◆ **Assignment**
Could you count the lines below that include the word "https" and give only the number?
##### Task material
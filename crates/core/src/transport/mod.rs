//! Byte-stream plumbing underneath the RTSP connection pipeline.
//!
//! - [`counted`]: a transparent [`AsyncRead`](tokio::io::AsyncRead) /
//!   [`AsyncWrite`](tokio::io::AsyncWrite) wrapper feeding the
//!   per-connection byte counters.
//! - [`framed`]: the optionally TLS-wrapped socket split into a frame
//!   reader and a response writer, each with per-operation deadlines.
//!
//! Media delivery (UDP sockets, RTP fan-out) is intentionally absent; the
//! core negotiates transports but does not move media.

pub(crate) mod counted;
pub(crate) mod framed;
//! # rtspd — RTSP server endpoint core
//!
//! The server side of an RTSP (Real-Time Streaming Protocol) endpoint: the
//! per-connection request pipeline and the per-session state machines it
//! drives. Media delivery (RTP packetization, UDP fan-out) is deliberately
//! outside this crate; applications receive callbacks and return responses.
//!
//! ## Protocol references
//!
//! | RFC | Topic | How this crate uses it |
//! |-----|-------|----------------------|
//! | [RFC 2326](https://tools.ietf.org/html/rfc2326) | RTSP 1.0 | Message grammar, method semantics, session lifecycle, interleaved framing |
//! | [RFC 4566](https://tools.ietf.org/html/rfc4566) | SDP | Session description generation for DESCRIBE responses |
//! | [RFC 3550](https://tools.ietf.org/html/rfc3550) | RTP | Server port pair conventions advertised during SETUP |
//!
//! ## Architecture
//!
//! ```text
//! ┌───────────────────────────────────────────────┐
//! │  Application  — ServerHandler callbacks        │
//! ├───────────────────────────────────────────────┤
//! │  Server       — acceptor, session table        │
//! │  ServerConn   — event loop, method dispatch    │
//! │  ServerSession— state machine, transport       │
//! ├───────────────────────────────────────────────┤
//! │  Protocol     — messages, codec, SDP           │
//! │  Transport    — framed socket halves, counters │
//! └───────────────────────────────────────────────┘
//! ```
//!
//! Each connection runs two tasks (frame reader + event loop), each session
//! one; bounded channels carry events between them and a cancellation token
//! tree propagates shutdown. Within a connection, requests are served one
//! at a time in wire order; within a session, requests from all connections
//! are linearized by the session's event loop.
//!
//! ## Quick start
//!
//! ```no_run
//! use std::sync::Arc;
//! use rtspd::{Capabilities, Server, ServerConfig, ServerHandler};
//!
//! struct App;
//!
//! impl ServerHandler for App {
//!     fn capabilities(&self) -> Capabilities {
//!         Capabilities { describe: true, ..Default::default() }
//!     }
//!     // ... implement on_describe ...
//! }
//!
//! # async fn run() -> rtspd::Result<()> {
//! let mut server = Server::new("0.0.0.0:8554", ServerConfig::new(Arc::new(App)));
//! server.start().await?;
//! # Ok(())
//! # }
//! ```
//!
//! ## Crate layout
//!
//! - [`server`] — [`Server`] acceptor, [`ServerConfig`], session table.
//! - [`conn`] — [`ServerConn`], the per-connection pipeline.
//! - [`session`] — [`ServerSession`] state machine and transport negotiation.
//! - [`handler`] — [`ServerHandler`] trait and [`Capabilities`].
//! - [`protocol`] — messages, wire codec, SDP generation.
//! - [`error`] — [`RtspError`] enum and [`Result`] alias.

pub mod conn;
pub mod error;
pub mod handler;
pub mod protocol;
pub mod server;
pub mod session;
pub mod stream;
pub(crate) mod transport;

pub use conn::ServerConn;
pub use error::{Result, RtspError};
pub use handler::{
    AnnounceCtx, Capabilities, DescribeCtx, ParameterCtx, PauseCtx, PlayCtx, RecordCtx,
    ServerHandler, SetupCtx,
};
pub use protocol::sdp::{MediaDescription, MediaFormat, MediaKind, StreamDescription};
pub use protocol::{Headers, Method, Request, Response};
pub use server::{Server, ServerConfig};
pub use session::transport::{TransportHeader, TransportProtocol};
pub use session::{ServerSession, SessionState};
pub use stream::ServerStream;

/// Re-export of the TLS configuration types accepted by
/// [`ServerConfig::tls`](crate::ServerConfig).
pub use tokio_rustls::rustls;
##########
##### Task material
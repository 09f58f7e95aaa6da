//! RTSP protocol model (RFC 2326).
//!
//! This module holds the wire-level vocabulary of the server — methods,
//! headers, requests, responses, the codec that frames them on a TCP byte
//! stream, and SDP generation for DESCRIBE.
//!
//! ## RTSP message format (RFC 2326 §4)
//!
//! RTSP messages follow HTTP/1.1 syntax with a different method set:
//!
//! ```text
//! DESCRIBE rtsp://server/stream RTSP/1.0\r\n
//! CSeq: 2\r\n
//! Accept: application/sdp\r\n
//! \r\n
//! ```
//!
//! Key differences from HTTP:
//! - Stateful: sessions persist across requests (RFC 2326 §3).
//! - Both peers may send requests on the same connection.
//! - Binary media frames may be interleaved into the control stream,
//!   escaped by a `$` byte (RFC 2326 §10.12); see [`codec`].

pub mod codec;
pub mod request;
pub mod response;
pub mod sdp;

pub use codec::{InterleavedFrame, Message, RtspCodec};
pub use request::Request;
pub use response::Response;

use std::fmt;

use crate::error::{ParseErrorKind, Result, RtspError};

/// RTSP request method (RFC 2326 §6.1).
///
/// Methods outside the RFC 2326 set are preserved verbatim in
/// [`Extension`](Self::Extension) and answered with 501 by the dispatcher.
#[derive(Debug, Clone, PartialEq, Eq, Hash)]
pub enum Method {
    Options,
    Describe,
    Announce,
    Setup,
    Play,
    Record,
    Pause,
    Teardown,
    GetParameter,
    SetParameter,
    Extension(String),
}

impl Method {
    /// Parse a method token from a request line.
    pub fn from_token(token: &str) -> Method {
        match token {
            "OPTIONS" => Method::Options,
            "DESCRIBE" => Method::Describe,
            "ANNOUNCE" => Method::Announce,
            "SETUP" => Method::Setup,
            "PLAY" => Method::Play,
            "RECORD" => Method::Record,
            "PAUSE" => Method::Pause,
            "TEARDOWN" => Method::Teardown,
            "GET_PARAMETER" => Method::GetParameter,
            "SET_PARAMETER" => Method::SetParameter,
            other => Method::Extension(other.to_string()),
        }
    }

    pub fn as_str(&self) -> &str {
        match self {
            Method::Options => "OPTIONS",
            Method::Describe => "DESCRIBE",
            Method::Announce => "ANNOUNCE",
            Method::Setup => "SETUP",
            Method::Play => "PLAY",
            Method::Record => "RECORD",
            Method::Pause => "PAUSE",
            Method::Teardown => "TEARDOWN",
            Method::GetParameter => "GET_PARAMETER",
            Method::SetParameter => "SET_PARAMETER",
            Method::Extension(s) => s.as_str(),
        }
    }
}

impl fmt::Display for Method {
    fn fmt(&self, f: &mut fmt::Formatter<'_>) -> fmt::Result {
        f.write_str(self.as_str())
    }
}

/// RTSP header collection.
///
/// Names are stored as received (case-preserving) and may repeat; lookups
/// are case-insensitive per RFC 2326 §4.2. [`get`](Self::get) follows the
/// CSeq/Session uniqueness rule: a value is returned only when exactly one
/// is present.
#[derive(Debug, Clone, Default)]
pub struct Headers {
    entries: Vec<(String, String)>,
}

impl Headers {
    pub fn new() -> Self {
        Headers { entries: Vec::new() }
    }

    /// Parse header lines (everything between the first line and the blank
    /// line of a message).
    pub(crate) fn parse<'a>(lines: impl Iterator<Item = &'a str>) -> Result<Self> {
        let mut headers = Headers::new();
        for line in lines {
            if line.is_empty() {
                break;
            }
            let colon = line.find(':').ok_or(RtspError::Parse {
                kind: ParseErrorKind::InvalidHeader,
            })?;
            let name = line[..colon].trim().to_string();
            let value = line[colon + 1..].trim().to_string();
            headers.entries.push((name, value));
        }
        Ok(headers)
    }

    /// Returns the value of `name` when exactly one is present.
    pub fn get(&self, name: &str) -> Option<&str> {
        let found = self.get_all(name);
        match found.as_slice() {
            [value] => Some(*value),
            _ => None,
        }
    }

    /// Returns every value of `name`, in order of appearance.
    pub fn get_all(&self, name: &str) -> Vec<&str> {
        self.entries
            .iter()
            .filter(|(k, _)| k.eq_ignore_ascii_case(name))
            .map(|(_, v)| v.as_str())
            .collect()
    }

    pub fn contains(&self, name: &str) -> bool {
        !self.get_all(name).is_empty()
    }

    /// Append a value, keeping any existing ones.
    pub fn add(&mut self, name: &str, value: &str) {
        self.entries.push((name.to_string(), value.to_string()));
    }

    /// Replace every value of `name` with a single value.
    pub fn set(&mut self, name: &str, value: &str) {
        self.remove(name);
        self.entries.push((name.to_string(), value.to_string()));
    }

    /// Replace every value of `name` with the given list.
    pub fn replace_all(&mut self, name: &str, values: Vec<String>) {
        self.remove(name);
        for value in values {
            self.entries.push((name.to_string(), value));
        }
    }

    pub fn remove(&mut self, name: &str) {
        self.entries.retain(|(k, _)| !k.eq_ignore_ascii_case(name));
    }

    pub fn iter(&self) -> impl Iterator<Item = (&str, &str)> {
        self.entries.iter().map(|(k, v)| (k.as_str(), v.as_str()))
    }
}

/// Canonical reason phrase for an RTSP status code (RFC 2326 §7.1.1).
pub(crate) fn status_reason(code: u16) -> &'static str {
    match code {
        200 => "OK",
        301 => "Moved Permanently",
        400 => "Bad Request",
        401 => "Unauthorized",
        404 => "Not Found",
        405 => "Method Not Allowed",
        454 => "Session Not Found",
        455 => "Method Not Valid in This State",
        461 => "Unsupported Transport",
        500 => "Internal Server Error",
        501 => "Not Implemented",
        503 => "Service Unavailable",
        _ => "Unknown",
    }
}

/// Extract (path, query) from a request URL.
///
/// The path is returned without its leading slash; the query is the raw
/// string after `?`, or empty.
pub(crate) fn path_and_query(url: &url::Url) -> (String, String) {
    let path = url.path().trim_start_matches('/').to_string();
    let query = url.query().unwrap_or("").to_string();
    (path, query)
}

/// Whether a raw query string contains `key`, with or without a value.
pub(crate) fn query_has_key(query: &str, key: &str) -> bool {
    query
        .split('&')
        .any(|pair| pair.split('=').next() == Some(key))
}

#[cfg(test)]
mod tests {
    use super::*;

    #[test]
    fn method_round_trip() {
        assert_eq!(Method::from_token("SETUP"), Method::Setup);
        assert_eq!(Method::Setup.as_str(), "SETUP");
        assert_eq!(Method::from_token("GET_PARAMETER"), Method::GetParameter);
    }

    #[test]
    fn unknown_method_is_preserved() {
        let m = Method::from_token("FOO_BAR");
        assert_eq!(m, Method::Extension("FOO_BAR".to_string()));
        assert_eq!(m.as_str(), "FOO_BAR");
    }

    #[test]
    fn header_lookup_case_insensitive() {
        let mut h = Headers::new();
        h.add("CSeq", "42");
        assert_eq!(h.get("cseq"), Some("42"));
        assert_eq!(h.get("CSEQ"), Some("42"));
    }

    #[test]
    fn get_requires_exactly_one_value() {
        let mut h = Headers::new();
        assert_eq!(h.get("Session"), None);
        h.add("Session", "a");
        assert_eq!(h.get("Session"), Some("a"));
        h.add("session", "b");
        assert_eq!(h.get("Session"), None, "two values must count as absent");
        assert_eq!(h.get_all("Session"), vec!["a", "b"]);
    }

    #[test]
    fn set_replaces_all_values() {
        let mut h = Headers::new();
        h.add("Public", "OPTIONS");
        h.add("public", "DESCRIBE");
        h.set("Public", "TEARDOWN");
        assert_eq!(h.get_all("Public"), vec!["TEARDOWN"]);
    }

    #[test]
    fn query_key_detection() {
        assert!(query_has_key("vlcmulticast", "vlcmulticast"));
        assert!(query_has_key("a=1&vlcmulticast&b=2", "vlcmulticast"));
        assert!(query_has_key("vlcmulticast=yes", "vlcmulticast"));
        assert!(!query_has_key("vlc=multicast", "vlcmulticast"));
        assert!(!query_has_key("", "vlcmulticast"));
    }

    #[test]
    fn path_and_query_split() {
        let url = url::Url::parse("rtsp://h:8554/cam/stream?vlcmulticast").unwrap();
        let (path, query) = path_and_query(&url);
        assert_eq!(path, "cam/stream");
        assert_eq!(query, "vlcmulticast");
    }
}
##########
◆ **Exercise result**
3